Over 150 shows were candidates for my four award-less awards, with Best New Play the difficult category this year, so lets start with that.

BEST NEW PLAY – LOVE – National Theatre

Over a third of the sixty-five candidates were worthy of consideration, which makes 2016 both prolific and high quality in terms of new plays. Hampstead had a particularly good year with Rabbit Hole, Lawrence After Arabia, Labyrinth and the epic iHo all in contention. The Almeida gave us three, with Boy leading the trio that included They Drink It In The Congo and Oil because of its importance and impact. The Globe’s two Kneehigh shows – 946: The Amazing Story of Adolphus Tips on the main stage & The Flying Lovers of Vitebsk in the Sam Wanamaker Playhouse – both delighted. Two more Florian Zeller plays, The Mother and The Truth, followed The Father and proved he’s a real talent to watch. The visit of Isango again, this time with play with songs A Man of Good Hope was a treat.

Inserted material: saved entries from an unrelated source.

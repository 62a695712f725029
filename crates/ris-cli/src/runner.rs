//! Run orchestration: output directories, config snapshots, stage progress,
//! and artifact files around the `ris_core` pipeline.

use std::cell::Cell;
use std::io::Write;
use std::path::{Path, PathBuf};

use anyhow::{Context, Result};
use ndarray::Array1;
use ndarray_npy::write_npy;
use serde_json::json;

use ris_core::config::{config_hash, load_config, RisLabConfig};
use ris_core::pattern::metrics::compute_metrics;
use ris_core::pattern::PatternSample;
use ris_core::reference::load_reference;
use ris_core::validation::validate_against_reference;
use ris_core::ExperimentSetup;

/// What a `run` invocation evaluates.
#[derive(Debug, Clone, Copy, PartialEq, Eq, clap::ValueEnum)]
pub enum RunMode {
    /// Normalized receive-angle sweep.
    Pattern,
    /// Single receive angle, unnormalized.
    Link,
}

impl RunMode {
    fn as_str(&self) -> &'static str {
        match self {
            RunMode::Pattern => "pattern",
            RunMode::Link => "link",
        }
    }
}

const PATTERN_STAGES: [&str; 5] = ["snapshot", "geometry", "phase", "pattern", "metrics"];
const LINK_STAGES: [&str; 5] = ["snapshot", "geometry", "phase", "link", "metrics"];
const VALIDATE_STAGES: [&str; 6] = ["snapshot", "geometry", "phase", "reference", "validate", "metrics"];

/// `progress.json` writer; the file is rewritten on every update.
struct Progress {
    path: PathBuf,
    stages: &'static [&'static str],
    current: Cell<usize>,
}

impl Progress {
    fn new(output_dir: &Path, stages: &'static [&'static str]) -> Self {
        Self {
            path: output_dir.join("progress.json"),
            stages,
            current: Cell::new(0),
        }
    }

    fn stage(&self, step: usize) -> Result<()> {
        self.current.set(step);
        log::debug!("stage {}/{}: {}", step + 1, self.stages.len(), self.stages[step]);
        self.write(step, "running")
    }

    fn complete(&self) -> Result<()> {
        self.write(self.stages.len(), "completed")
    }

    fn fail(&self) {
        if let Err(e) = self.write(self.current.get(), "failed") {
            log::warn!("could not record failure in {}: {}", self.path.display(), e);
        }
    }

    fn write(&self, step: usize, status: &str) -> Result<()> {
        let stage = self.stages.get(step).copied().unwrap_or("done");
        let payload = json!({
            "stage": stage,
            "step": step,
            "total": self.stages.len(),
            "status": status,
        });
        write_json(&self.path, &payload)
    }
}

/// A resolved configuration with its output directory laid out and
/// snapshotted.
pub struct RunContext {
    pub config: RisLabConfig,
    pub config_hash: String,
    pub run_id: String,
    pub output_dir: PathBuf,
    pub data_dir: PathBuf,
}

impl RunContext {
    /// Load, resolve, and hash `config_path`, then create the output tree and
    /// write `config.yaml`, `config.json`, and `summary.json`.
    pub fn prepare(config_path: &Path, output_override: Option<&Path>) -> Result<Self> {
        let config = load_config(config_path)
            .with_context(|| format!("Failed to load config {}", config_path.display()))?;
        let hash = config_hash(&config)?;

        let output_dir = match output_override {
            Some(dir) => dir.to_path_buf(),
            None => {
                let run_id = config
                    .output
                    .run_id
                    .clone()
                    .unwrap_or_else(|| chrono::Local::now().format("%Y%m%d_%H%M%S").to_string());
                PathBuf::from(&config.output.base_dir).join(run_id)
            }
        };
        let run_id = output_dir
            .file_name()
            .map(|n| n.to_string_lossy().into_owned())
            .unwrap_or_default();
        let data_dir = output_dir.join("data");
        std::fs::create_dir_all(&data_dir)
            .with_context(|| format!("Failed to create {}", data_dir.display()))?;

        let yaml_path = output_dir.join("config.yaml");
        let json_path = output_dir.join("config.json");
        std::fs::write(&yaml_path, config.to_yaml()?)?;
        std::fs::write(&json_path, config.to_canonical_json()?)?;
        let summary = json!({
            "schema_version": config.schema_version,
            "config": {
                "source": config_path.display().to_string(),
                "hash_sha256": hash,
            },
            "paths": {
                "output_dir": output_dir.display().to_string(),
                "data_dir": data_dir.display().to_string(),
                "config_yaml": yaml_path.display().to_string(),
                "config_json": json_path.display().to_string(),
            },
        });
        write_json(&output_dir.join("summary.json"), &summary)?;

        Ok(Self {
            config,
            config_hash: hash,
            run_id,
            output_dir,
            data_dir,
        })
    }

    /// Fields shared by every `metrics.json`.
    fn base_metrics(&self, mode: &str) -> Result<serde_json::Map<String, serde_json::Value>> {
        let mut m = serde_json::Map::new();
        m.insert("run_id".into(), json!(self.run_id));
        m.insert("mode".into(), json!(mode));
        m.insert("output_dir".into(), json!(self.output_dir.display().to_string()));
        m.insert("config_hash".into(), json!(self.config_hash));
        m.insert(
            "layout".into(),
            serde_json::to_value(self.config.geometry.layout_report()?)?,
        );
        Ok(m)
    }
}

/// Run a pattern or link experiment; returns the output directory.
pub fn run(config_path: &Path, mode: RunMode, output_override: Option<&Path>) -> Result<PathBuf> {
    let ctx = RunContext::prepare(config_path, output_override)?;
    let stages: &'static [&'static str] = match mode {
        RunMode::Pattern => &PATTERN_STAGES,
        RunMode::Link => &LINK_STAGES,
    };
    let progress = Progress::new(&ctx.output_dir, stages);
    progress.stage(0)?;

    let result = run_stages(&ctx, mode, &progress);
    if result.is_err() {
        progress.fail();
    }
    result?;
    progress.complete()?;
    log::info!(
        "run_id={} mode={} output_dir={}",
        ctx.run_id,
        mode.as_str(),
        ctx.output_dir.display()
    );
    Ok(ctx.output_dir)
}

fn run_stages(ctx: &RunContext, mode: RunMode, progress: &Progress) -> Result<()> {
    progress.stage(1)?;
    let setup = ExperimentSetup::from_config(&ctx.config)?;
    println!(
        "  Panel: {} × {} elements, pitch {:.4} × {:.4} m, λ = {:.4} m",
        setup.grid.nx(),
        setup.grid.ny(),
        setup.grid.dx,
        setup.grid.dy,
        setup.wavelength_m
    );

    progress.stage(2)?;
    let phase = setup.phase_map()?;
    write_npy(ctx.data_dir.join("phase_map.npy"), &phase).context("Failed to write phase_map.npy")?;

    progress.stage(3)?;
    let mut metrics = ctx.base_metrics(mode.as_str())?;
    match mode {
        RunMode::Pattern => {
            let pattern = setup.pattern(&phase)?;
            write_pattern_arrays(&ctx.data_dir, &pattern)?;
            write_pattern_csv(&pattern, &ctx.data_dir.join("pattern.csv"), ctx)?;
            if ctx.config.pattern_mode.include_off_baseline {
                let off = setup.off_baseline()?;
                write_npy(ctx.data_dir.join("pattern_off_db.npy"), &Array1::from(off.db.clone()))
                    .context("Failed to write pattern_off_db.npy")?;
            }

            progress.stage(4)?;
            let summary = compute_metrics(&pattern.theta_deg, &pattern.db)?;
            metrics.insert(
                "normalization".into(),
                serde_json::to_value(ctx.config.pattern_mode.normalization)?,
            );
            metrics.insert("model".into(), serde_json::to_value(ctx.config.pattern_mode.model)?);
            metrics.insert("peak_angle_deg".into(), json!(summary.peak_angle_deg));
            metrics.insert("peak_db".into(), json!(summary.peak_db));
            metrics.insert("peak_linear".into(), json!(pattern.linear[summary.peak_index]));
            metrics.insert("beamwidth_3db_deg".into(), json!(summary.beamwidth_3db_deg));
            metrics.insert("sidelobe_level_db".into(), json!(summary.sidelobe_level_db));
            println!(
                "  Peak {:.2} dB at {:.1}°, 3 dB beamwidth {:.1}°",
                summary.peak_db, summary.peak_angle_deg, summary.beamwidth_3db_deg
            );
        }
        RunMode::Link => {
            let link = setup.link(&phase)?;

            progress.stage(4)?;
            metrics.insert("rx_angle_deg".into(), json!(link.rx_angle_deg));
            metrics.insert("link_gain_linear".into(), json!(link.link_gain_linear));
            metrics.insert("link_gain_db".into(), json!(link.link_gain_db));
            println!(
                "  Link gain at {:.1}°: {:.2} dB",
                link.rx_angle_deg, link.link_gain_db
            );
        }
    }
    write_json(&ctx.output_dir.join("metrics.json"), &serde_json::Value::Object(metrics))
}

/// Score the configured experiment against a reference pattern; returns the
/// output directory and whether all thresholds were met.
pub fn validate(
    config_path: &Path,
    reference_path: &Path,
    output_override: Option<&Path>,
) -> Result<(PathBuf, bool)> {
    let ctx = RunContext::prepare(config_path, output_override)?;
    let progress = Progress::new(&ctx.output_dir, &VALIDATE_STAGES);
    progress.stage(0)?;

    let result = validate_stages(&ctx, reference_path, &progress);
    if result.is_err() {
        progress.fail();
    }
    let passed = result?;
    progress.complete()?;
    log::info!(
        "run_id={} mode=validate output_dir={}",
        ctx.run_id,
        ctx.output_dir.display()
    );
    Ok((ctx.output_dir, passed))
}

fn validate_stages(ctx: &RunContext, reference_path: &Path, progress: &Progress) -> Result<bool> {
    progress.stage(1)?;
    let setup = ExperimentSetup::from_config(&ctx.config)?;

    progress.stage(2)?;
    let phase = setup.phase_map()?;
    write_npy(ctx.data_dir.join("phase_map.npy"), &phase).context("Failed to write phase_map.npy")?;

    progress.stage(3)?;
    let reference = load_reference(reference_path)
        .with_context(|| format!("Failed to load reference {}", reference_path.display()))?;

    progress.stage(4)?;
    let sim_linear = setup.evaluate(&phase, &reference.theta_deg)?;
    let report = validate_against_reference(&reference, &sim_linear, &ctx.config.validation)?;

    progress.stage(5)?;
    let mut metrics = ctx.base_metrics("validate")?;
    metrics.insert(
        "reference_path".into(),
        json!(reference_path.display().to_string()),
    );
    metrics.insert(
        "normalization".into(),
        serde_json::to_value(ctx.config.validation.normalization)?,
    );
    metrics.insert("rmse_db".into(), json!(report.rmse_db));
    metrics.insert("peak_angle_error_deg".into(), json!(report.peak_angle_error_deg));
    metrics.insert("peak_db_error".into(), json!(report.peak_db_error));
    metrics.insert("thresholds".into(), serde_json::to_value(report.thresholds)?);
    metrics.insert("passed".into(), json!(report.passed));
    write_json(&ctx.output_dir.join("metrics.json"), &serde_json::Value::Object(metrics))?;

    println!(
        "  RMSE {:.3} dB, peak angle error {:.2}°, peak level error {:.3} dB",
        report.rmse_db, report.peak_angle_error_deg, report.peak_db_error
    );
    Ok(report.passed)
}

fn write_pattern_arrays(data_dir: &Path, pattern: &PatternSample) -> Result<()> {
    let arrays = [
        ("theta_deg.npy", &pattern.theta_deg),
        ("pattern_linear.npy", &pattern.linear),
        ("pattern_db.npy", &pattern.db),
    ];
    for (name, values) in arrays {
        write_npy(data_dir.join(name), &Array1::from(values.clone()))
            .with_context(|| format!("Failed to write {}", name))?;
    }
    Ok(())
}

/// Write the normalized pattern to a CSV file with a metadata header.
pub fn write_pattern_csv(pattern: &PatternSample, path: &Path, ctx: &RunContext) -> Result<()> {
    if let Some(parent) = path.parent() {
        std::fs::create_dir_all(parent)?;
    }
    let mut file = std::fs::File::create(path)?;

    let geometry = &ctx.config.geometry;
    writeln!(file, "# RIS Lab — Receive Pattern")?;
    writeln!(file, "# Version: {}", env!("CARGO_PKG_VERSION"))?;
    writeln!(file, "# config_hash: {}", ctx.config_hash)?;
    writeln!(
        file,
        "# panel: {} x {} elements, dx={} m, dy={} m",
        geometry.nx, geometry.ny, geometry.dx, geometry.dy
    )?;
    writeln!(file, "# frequency_hz: {}", ctx.config.experiment.frequency_hz)?;
    writeln!(file, "# control: {}", ctx.config.control.mode)?;
    writeln!(file, "#")?;
    writeln!(file, "theta_deg,pattern_linear,pattern_db")?;
    for ((theta, linear), db) in pattern.theta_deg.iter().zip(&pattern.linear).zip(&pattern.db) {
        writeln!(file, "{:.4},{:.6e},{:.4}", theta, linear, db)?;
    }
    Ok(())
}

fn write_json(path: &Path, value: &serde_json::Value) -> Result<()> {
    let json = serde_json::to_string_pretty(value)
        .map_err(|e| anyhow::anyhow!("JSON serialisation error: {}", e))?;
    std::fs::write(path, json).with_context(|| format!("Failed to write {}", path.display()))
}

The Arcola gave us Kenny Morgan, which showed us the inspiration for Terence Rattigan’s The Deep Blue Sea, the Donmar a fascinating One Night in Miami, the Orange Tree hosted the superbly written The Rolling Stone and Dante or Die’s site-specific Handle With Care had an epic sweep in its self storage unit setting. Two comedies shone above all others – James Graham’s Monster Raving Loony and Mischief Theatre’s The Comedy About A Bank Robbery, the only West End non-subsidised contender! The Royal Court provided the visceral Yen and The Children, my runner-up, another fine play by Lucy Kirkwood whose Chimerica was my 2013 winner. Of the National’s three, The Flick and Sunset at the Villa Thalia came earlier in the year, but it was LOVE at the end which made me sad and angry but blew me away with more emotional power than any other. Important theatre which I desperately hope many more people will see.

BEST REVIVAL / ADAPTATION of a play – The Young Vic’s YERMA & the National’s LES BLANCS

I’ve added ‘adaptation’ as a few steered a long way from their source, and Les Blancs could be considered a new play, but it’s just new to us.

Though I saw forty-four in this category, less than a quarter made the short-list. The best Shakespeare revival was undoubtedly A Winter’s Tale at the Sam Wanamaker Playhouse. As well as Les Blancs, the National staged excellent revivals of The Deep Blue Sea and Amadeus, the Donmar chipped in with the thoroughly entertaining comedy Welcome Home, Captain Fox and in Kingston The Rose revived Arthur Miller’s All My Sons, probably the best use ever of this difficult space. Beyond that I was struggling, except to choose between the two winners, which I found I couldn’t and shouldn’t do.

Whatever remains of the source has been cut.